## Exercise prompt
Using the data below, return all lines in which "backed" appears.

(Dataset entries)
════
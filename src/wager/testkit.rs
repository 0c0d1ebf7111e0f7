//! Fixtures shared by the wager tests.

use anyhow::{anyhow, Result};
use async_trait::async_trait;
use chrono::{Duration as ChronoDuration, Utc};
use parking_lot::Mutex;
use std::collections::HashMap;
use std::sync::atomic::{AtomicUsize, Ordering};
use std::time::Duration;

use serde_json::{json, Value};

use crate::db::models::{Endpoint, Match, MatchOption, RemoteBet, LIVE_STATUS};

use super::decision::Wager;
use super::error::WagerError;
use super::gateway::{BoardLookup, MatchFeed, Submission, WagerGateway};
use super::scheduler::{FireHandler, ScheduledWager};

pub fn make_option(id: &str, odds: f64, backed: f64) -> MatchOption {
    MatchOption {
        id: id.to_string(),
        text: id.to_string(),
        odds,
        backed_total: backed,
    }
}

/// LIVE match closing in an hour.
pub fn make_match(id: &str, options: Vec<MatchOption>) -> Match {
    Match {
        id: id.to_string(),
        title: format!("Match {}", id),
        close_time: Utc::now() + ChronoDuration::hours(1),
        status: LIVE_STATUS.to_string(),
        options,
        tax_rate: 0.0,
    }
}

/// Wager on the match's first option, decided at a balance of 1000.
pub fn scheduled(m: Match, stake: f64) -> ScheduledWager {
    let option = m.options[0].clone();
    ScheduledWager::new(m, Wager { option, stake }, "fallback", 1000.0)
}

/// What a scripted endpoint answers.
#[derive(Clone)]
pub enum Script {
    Accept,
    Refuse(&'static str),
    Transport(&'static str),
}

/// Gateway with a fixed answer per endpoint that records every call.
pub struct ScriptedGateway {
    scripts: HashMap<Endpoint, Script>,
    balance: Mutex<Option<f64>>,
    delay: Duration,
    calls: Mutex<Vec<(Endpoint, String, f64)>>,
}

impl ScriptedGateway {
    pub fn new(primary: Script, backup: Script) -> Self {
        ScriptedGateway {
            scripts: HashMap::from([(Endpoint::Primary, primary), (Endpoint::Backup, backup)]),
            balance: Mutex::new(Some(1000.0)),
            delay: Duration::ZERO,
            calls: Mutex::new(Vec::new()),
        }
    }

    pub fn accepting() -> Self {
        Self::new(Script::Accept, Script::Accept)
    }

    pub fn with_delay(mut self, delay: Duration) -> Self {
        self.delay = delay;
        self
    }

    /// `None` makes balance lookups fail.
    pub fn set_balance(&self, balance: Option<f64>) {
        *self.balance.lock() = balance;
    }

    pub fn calls(&self) -> Vec<(Endpoint, String, f64)> {
        self.calls.lock().clone()
    }

    pub fn endpoints(&self) -> Vec<Endpoint> {
        self.calls.lock().iter().map(|(e, _, _)| *e).collect()
    }
}

#[async_trait]
impl WagerGateway for ScriptedGateway {
    async fn submit_wager(&self, endpoint: Endpoint, option_id: &str, stake: f64) -> Result<Submission> {
        self.calls.lock().push((endpoint, option_id.to_string(), stake));
        if !self.delay.is_zero() {
            tokio::time::sleep(self.delay).await;
        }
        match self.scripts.get(&endpoint).cloned().unwrap_or(Script::Accept) {
            Script::Accept => Ok(Submission {
                success: true,
                message: "SUCCESS".into(),
            }),
            Script::Refuse(msg) => Ok(Submission {
                success: false,
                message: msg.into(),
            }),
            Script::Transport(msg) => Err(anyhow!(msg)),
        }
    }

    async fn fetch_balance(&self) -> Result<f64> {
        let balance = *self.balance.lock();
        balance.ok_or_else(|| anyhow!("profile unavailable"))
    }
}

/// Feed returning a fixed board, or failing when empty of answers.
pub struct StaticFeed {
    matches: Mutex<Result<Vec<Match>, WagerError>>,
}

impl StaticFeed {
    pub fn new(matches: Vec<Match>) -> Self {
        StaticFeed {
            matches: Mutex::new(Ok(matches)),
        }
    }

    pub fn set(&self, matches: Result<Vec<Match>, WagerError>) {
        *self.matches.lock() = matches;
    }
}

#[async_trait]
impl MatchFeed for StaticFeed {
    async fn fetch_live_matches(&self) -> Result<Vec<Match>, WagerError> {
        self.matches.lock().clone()
    }

    fn name(&self) -> &str {
        "static"
    }
}

/// Fire handler that counts invocations and remembers stakes.
#[derive(Default)]
pub struct CountingHandler {
    fired: AtomicUsize,
    stakes: Mutex<Vec<f64>>,
    delay: Duration,
}

impl CountingHandler {
    pub fn with_delay(delay: Duration) -> Self {
        CountingHandler {
            delay,
            ..Default::default()
        }
    }

    pub fn count(&self) -> usize {
        self.fired.load(Ordering::SeqCst)
    }

    pub fn stakes(&self) -> Vec<f64> {
        self.stakes.lock().clone()
    }
}

#[async_trait]
impl FireHandler for CountingHandler {
    async fn on_fire(&self, wager: ScheduledWager) {
        if !self.delay.is_zero() {
            tokio::time::sleep(self.delay).await;
        }
        self.stakes.lock().push(wager.stake);
        self.fired.fetch_add(1, Ordering::SeqCst);
    }
}

/// Board lookups answered from memory; bets are keyed by match ID.
#[derive(Default)]
pub struct StaticBoard {
    pub bets: HashMap<String, Vec<RemoteBet>>,
    pub posts: Vec<Value>,
}

#[async_trait]
impl BoardLookup for StaticBoard {
    async fn fetch_bet_details(&self, match_id: &str) -> Result<Vec<RemoteBet>> {
        self.bets
            .get(match_id)
            .cloned()
            .ok_or_else(|| anyhow!("unknown game {}", match_id))
    }

    async fn fetch_result_posts(&self, page: u32, size: u32) -> Result<Vec<Value>> {
        let start = (page.max(1) as usize - 1) * size as usize;
        Ok(self.posts.iter().skip(start).take(size as usize).cloned().collect())
    }

    async fn fetch_post_detail(&self, tid: &str) -> Result<Value> {
        self.posts
            .iter()
            .find(|p| p["tid"] == tid)
            .map(|p| json!({ "topic": p }))
            .ok_or_else(|| anyhow!("unknown topic {}", tid))
    }
}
════
## Reply to the exercise
pub fn make_option(id: &str, odds: f64, backed: f64) -> MatchOption {
        backed_total: backed,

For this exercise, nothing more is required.